§ **Work to complete**
The entries should be given again so that each one matches the original exactly.

§ **Excerpted data**
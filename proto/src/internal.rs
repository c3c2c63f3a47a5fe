//! Internal error values shared between the server crates. These are not
//! returned over the wire directly, they are mapped into protocol errors at
//! the edges.

use serde::{Deserialize, Serialize};

/// An error in the server's own operation, as opposed to a protocol error
/// made by a client. Surfacing one of these to a user agent always becomes
/// `server_error` with no further detail.
#[derive(Serialize, Deserialize, Debug, PartialEq, Eq, Clone, Copy)]
pub enum OperationError {
    Backend,
    CryptographyError,
    SerdeJsonError,
    InvalidRequestState,
    InvalidSessionState,
    InvalidEntryState,
    NoMatchingEntries,
    DuplicateKey,
}

impl std::fmt::Display for OperationError {
    fn fmt(&self, f: &mut std::fmt::Formatter<'_>) -> std::fmt::Result {
        f.write_str(match self {
            OperationError::Backend => "backend failure",
            OperationError::CryptographyError => "cryptography error",
            OperationError::SerdeJsonError => "serde json error",
            OperationError::InvalidRequestState => "invalid request state",
            OperationError::InvalidSessionState => "invalid session state",
            OperationError::InvalidEntryState => "invalid entry state",
            OperationError::NoMatchingEntries => "no matching entries",
            OperationError::DuplicateKey => "duplicate key",
        })
    }
}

§ **Output below**
filename proto/src/internal.rs
repository c3c2c63f3a47a5fe
//! Internal error values shared between the server crates. These are not
//! returned over the wire directly, they are mapped into protocol errors at
//! the edges.

use serde::{Deserialize, Serialize};

/// An error in the server's own operation, as opposed to a protocol error
/// made by a client. Surfacing one of these to a user agent always becomes
/// `server_error` with no further detail.
#[derive(Serialize, Deserialize, Debug, PartialEq, Eq, Clone, Copy)]
pub enum OperationError {
    Backend,
    CryptographyError,
    SerdeJsonError,
    InvalidRequestState,
    InvalidSessionState,
    InvalidEntryState,
    NoMatchingEntries,
    DuplicateKey,
}

impl std::fmt::Display for OperationError {
    fn fmt(&self, f: &mut std::fmt::Formatter<'_>) -> std::fmt::Result {
        f.write_str(match self {
            OperationError::Backend => "backend failure",
            OperationError::CryptographyError => "cryptography error",
            OperationError::SerdeJsonError => "serde json error",
            OperationError::InvalidRequestState => "invalid request state",
            OperationError::InvalidSessionState => "invalid session state",
            OperationError::InvalidEntryState => "invalid entry state",
            OperationError::NoMatchingEntries => "no matching entries",
            OperationError::DuplicateKey => "duplicate key",
        })
    }
}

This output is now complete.